---- Information shown
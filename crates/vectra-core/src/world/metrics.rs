use super::SimulationState;
use serde::{Deserialize, Serialize};

/// Counters zeroed at the start of every simulated day.
#[derive(Clone, Copy, Debug, Default)]
pub struct DailyCounters {
    pub detections: u32,
    pub new_sheep_infections: u64,
    pub new_cattle_infections: u64,
    pub sheep_deaths: f64,
}

/// Counters accumulated over the whole run.
#[derive(Clone, Copy, Debug, Default)]
pub struct CumulativeCounters {
    pub interrupted_movements: u64,
    pub risky_moves_blocked: u64,
    pub movement_transmissions: u64,
    /// Animals tested during active surveillance.
    pub tests: f64,
    pub positive_tests: f64,
    pub farms_checked: u64,
    /// Farm-days spent under a movement ban.
    pub ban_days: u64,
}

/// Outbreak-level flags. `btv_observed` and `first_detected_farm` are set on
/// the first detection and never cleared.
#[derive(Clone, Copy, Debug, Default)]
pub struct OutbreakStatus {
    pub btv_observed: bool,
    pub first_detected_farm: Option<usize>,
    pub restriction_zones_implemented: bool,
    pub active_surveillance_performed: bool,
    pub days_since_last_detection: u32,
}

/// Snapshot of one day's counters plus derived aggregates.
#[derive(Clone, Debug, Serialize, Deserialize, Default, PartialEq)]
#[serde(default)]
pub struct DayRecord {
    pub day: u32,
    pub detections: u32,
    pub new_sheep_infections: u64,
    pub new_cattle_infections: u64,
    pub sheep_deaths: f64,
    pub infected_farms: usize,
    pub detected_farms: usize,
    pub banned_farms: usize,
    pub infectious_midge_mass: f64,
    pub latent_midge_mass: f64,
}

fn default_schema_version() -> u32 {
    1
}

/// Result of a multi-day run: sampled day records plus run totals.
#[derive(Clone, Debug, Serialize, Deserialize, PartialEq)]
pub struct RunSummary {
    #[serde(default = "default_schema_version")]
    pub schema_version: u32,
    pub days: u32,
    pub sample_every: u32,
    pub samples: Vec<DayRecord>,
    pub total_detections: u64,
    pub total_sheep_deaths: f64,
    pub movement_transmissions: u64,
    pub interrupted_movements: u64,
}

impl SimulationState {
    pub(crate) fn collect_day_record(&self) -> DayRecord {
        let mut infected_farms = 0;
        let mut detected_farms = 0;
        let mut banned_farms = 0;
        for farm in &self.farms {
            if farm.is_infected() {
                infected_farms += 1;
            }
            if farm.detected {
                detected_farms += 1;
            }
            if farm.movement_banned {
                banned_farms += 1;
            }
        }
        DayRecord {
            day: self.day,
            detections: self.daily.detections,
            new_sheep_infections: self.daily.new_sheep_infections,
            new_cattle_infections: self.daily.new_cattle_infections,
            sheep_deaths: self.daily.sheep_deaths,
            infected_farms,
            detected_farms,
            banned_farms,
            infectious_midge_mass: self.midges.infectious_mass(),
            latent_midge_mass: self.midges.latent_mass(),
        }
    }
}
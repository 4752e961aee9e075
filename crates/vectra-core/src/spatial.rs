use crate::farm::Farm;
use rstar::{PointDistance, RTree, RTreeObject, AABB};

/// Farm index + position stored in the R*-tree. The tree is built once at
/// state construction; farm topology never changes afterwards.
#[derive(Clone, Debug)]
pub struct FarmLocation {
    pub index: usize,
    pub position: [f64; 2],
}

impl RTreeObject for FarmLocation {
    type Envelope = AABB<[f64; 2]>;

    fn envelope(&self) -> Self::Envelope {
        AABB::from_point(self.position)
    }
}

impl PointDistance for FarmLocation {
    fn distance_2(&self, point: &[f64; 2]) -> f64 {
        let dx = self.position[0] - point[0];
        let dy = self.position[1] - point[1];
        dx * dx + dy * dy
    }
}

/// Build an R*-tree over farm positions via bulk_load (O(n log n)).
pub fn build_index(farms: &[Farm]) -> RTree<FarmLocation> {
    RTree::bulk_load(
        farms
            .iter()
            .enumerate()
            .map(|(index, farm)| FarmLocation {
                index,
                position: farm.position,
            })
            .collect(),
    )
}

/// Indices of farms within `radius` of `center`, sorted ascending.
/// Uses an AABB envelope query then filters by squared Euclidean distance;
/// sorting keeps cached neighbour lists deterministic.
pub fn farms_within(tree: &RTree<FarmLocation>, center: [f64; 2], radius: f64) -> Vec<usize> {
    let envelope = AABB::from_corners(
        [center[0] - radius, center[1] - radius],
        [center[0] + radius, center[1] + radius],
    );
    let r_sq = radius * radius;

    let mut hits: Vec<usize> = tree
        .locate_in_envelope(&envelope)
        .filter(|location| {
            let dx = location.position[0] - center[0];
            let dy = location.position[1] - center[1];
            dx * dx + dy * dy <= r_sq
        })
        .map(|location| location.index)
        .collect();
    hits.sort_unstable();
    hits
}
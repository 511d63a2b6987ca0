//! Repository trait definitions (ports).
//!
//! These traits define the storage interface that the infrastructure layer
//! (freshflow-infra) implements. The core crate never depends on any
//! specific storage technology.

pub mod state;

pub use state::StateStore;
--------
▸ **Problem to solve**: Look above for the line with "banned_farms += 1;"; retype exactly that line, every line after it up to the line with "squared Euclidean distance;", and that line too, nothing else.

▸ **Result of this exercise**:
                banned_farms += 1;
            }
        }
        DayRecord {
            day: self.day,
            detections: self.daily.detections,
            new_sheep_infections: self.daily.new_sheep_infections,
            new_cattle_infections: self.daily.new_cattle_infections,
            sheep_deaths: self.daily.sheep_deaths,
            infected_farms,
            detected_farms,
            banned_farms,
            infectious_midge_mass: self.midges.infectious_mass(),
            latent_midge_mass: self.midges.latent_mass(),
        }
    }
}
repository 4752e961aee9e075
filename crates/vectra-core/src/spatial.rs
use crate::farm::Farm;
use rstar::{PointDistance, RTree, RTreeObject, AABB};

/// Farm index + position stored in the R*-tree. The tree is built once at
/// state construction; farm topology never changes afterwards.
#[derive(Clone, Debug)]
pub struct FarmLocation {
    pub index: usize,
    pub position: [f64; 2],
}

impl RTreeObject for FarmLocation {
    type Envelope = AABB<[f64; 2]>;

    fn envelope(&self) -> Self::Envelope {
        AABB::from_point(self.position)
    }
}

impl PointDistance for FarmLocation {
    fn distance_2(&self, point: &[f64; 2]) -> f64 {
        let dx = self.position[0] - point[0];
        let dy = self.position[1] - point[1];
        dx * dx + dy * dy
    }
}

/// Build an R*-tree over farm positions via bulk_load (O(n log n)).
pub fn build_index(farms: &[Farm]) -> RTree<FarmLocation> {
    RTree::bulk_load(
        farms
            .iter()
            .enumerate()
            .map(|(index, farm)| FarmLocation {
                index,
                position: farm.position,
            })
            .collect(),
    )
}

/// Indices of farms within `radius` of `center`, sorted ascending.
/// Uses an AABB envelope query then filters by squared Euclidean distance;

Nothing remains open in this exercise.